In recent months, Harris artists had been the targets of violence, according to published reports. The hip-hop record industry has been torn by feuds in recent years, sometimes resulting in violence and death.
Harris' label, Xela, is relatively new and mostly collaborated with the larger Slip-n- Slide. Xela has offices in southern Broward County.
Public records list Harris as director of Xela Entertainment Group, and the company's president is Alex Lecount. Xela's website (which is ''Alex'' spelled backward) describes the record label as ``the brainchild of two successful Florida entrepreneurs, both of whom are named Alex.''
The label's two top artists are up and coming rappers Strawberri and Oczaveus ''Zay'' Williams.
A music industry insider told The Herald that Harris' 13-year-old son was also signed to the record label and performed under the name Lil Alex.
A Miami New Times article published June 26 said Williams was at the center of another shooting involving the record label on June 12.
The rapper had just finished performing at a block party in Richmond Heights when gunmen pulled up alongside a van he and his entourage were in -- bearing Xela Entertainment logos -- and began firing.

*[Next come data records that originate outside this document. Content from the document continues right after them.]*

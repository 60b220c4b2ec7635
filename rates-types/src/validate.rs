//! Pure input-format validators shared by provider implementations.
//!
//! These are syntactic checks only: they never perform IO and never panic.

use chrono::NaiveDate;

/// Checks that a currency code is exactly 3 characters, all in the uppercase
/// Latin range `A`-`Z`.
///
/// This does not verify the code names a real or upstream-known currency;
/// that determination happens at the provider's filter step.
pub fn currency_code_format(code: &str) -> bool {
    code.len() == 3 && code.bytes().all(|b| b.is_ascii_uppercase())
}

/// Checks that a date string parses exactly under the given chrono format.
///
/// Strict: the parsed date must re-render to the identical string, so
/// non-padded variants like `2023-1-1` are rejected for `%Y-%m-%d`.
pub fn date_format(date: &str, format: &str) -> bool {
    NaiveDate::parse_from_str(date, format)
        .map(|parsed| parsed.format(format).to_string() == date)
        .unwrap_or(false)
}

#[cfg(test)]
mod tests {
    use super::*;

    #[test]
    fn accepts_three_uppercase_letters() {
        assert!(currency_code_format("USD"));
        assert!(currency_code_format("EUR"));
        assert!(currency_code_format("AAA"));
        assert!(currency_code_format("ZZZ"));
    }

    #[test]
    fn rejects_wrong_length_codes() {
        assert!(!currency_code_format(""));
        assert!(!currency_code_format("US"));
        assert!(!currency_code_format("USDD"));
    }

    #[test]
    fn rejects_non_uppercase_latin_codes() {
        assert!(!currency_code_format("usd"));
        assert!(!currency_code_format("UsD"));
        assert!(!currency_code_format("U$D"));
        assert!(!currency_code_format("US1"));
        assert!(!currency_code_format("ÜSD"));
    }

    #[test]
    fn accepts_valid_calendar_dates() {
        assert!(date_format("2023-01-01", "%Y-%m-%d"));
        assert!(date_format("2024-02-29", "%Y-%m-%d"));
        assert!(date_format("1999-12-31", "%Y-%m-%d"));
    }

    #[test]
    fn rejects_invalid_calendar_dates() {
        assert!(!date_format("2023-13-01", "%Y-%m-%d"));
        assert!(!date_format("2023-02-30", "%Y-%m-%d"));
        assert!(!date_format("2023-00-10", "%Y-%m-%d"));
    }

    #[test]
    fn rejects_alternate_or_partial_formats() {
        assert!(!date_format("01-01-2023", "%Y-%m-%d"));
        assert!(!date_format("2023/01/01", "%Y-%m-%d"));
        assert!(!date_format("2023-1-1", "%Y-%m-%d"));
        assert!(!date_format("2023-01-01T00:00:00", "%Y-%m-%d"));
        assert!(!date_format("invalid-date", "%Y-%m-%d"));
        assert!(!date_format("", "%Y-%m-%d"));
    }
}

Elijah ''Chamber'' Vaughn, another Xela Entertainment artist who was in the van, was hit in the back. He was rushed to Jackson Memorial Hospital and released the next morning. Williams escaped uninjured.
Xela Entertainment executives said they weren't sure who was responsible for the drive-by attack.
No one from Xela Records could be reached for comment Sunday. Calls to Lecount and recording artist Strawberri went unanswered. Her single Spend Some Money is in heavy rotation on local radio.
Sources close to the label as well as family and friends of the victims were reluctant to talk about the murders.
Dozens of family members gathered at Green's home in northwestern Miami-Dade but would not confirm whether he was employed at Xela, declining requests for interviews.
One of Harris' neighbors at his Broward home said Harris was a good neighbor who helped him get materials to make improvements to his house.
Police said they could not confirm whether Harris had a criminal record, but public records show he was released from prison in May of 1999 after serving five years on two counts of drug trafficking in Miami-Dade County.
Bethel, co-owner of the shop, could not be reached for comment Sunday, but employees at neighboring businesses said this was the first incident of violence they had heard of at the shop.
Nir Perets, who works next door at Majestic Properties, told he gets his hair cut at Cutz and didn't think the shootings had anything to do with Mourning or Bethel.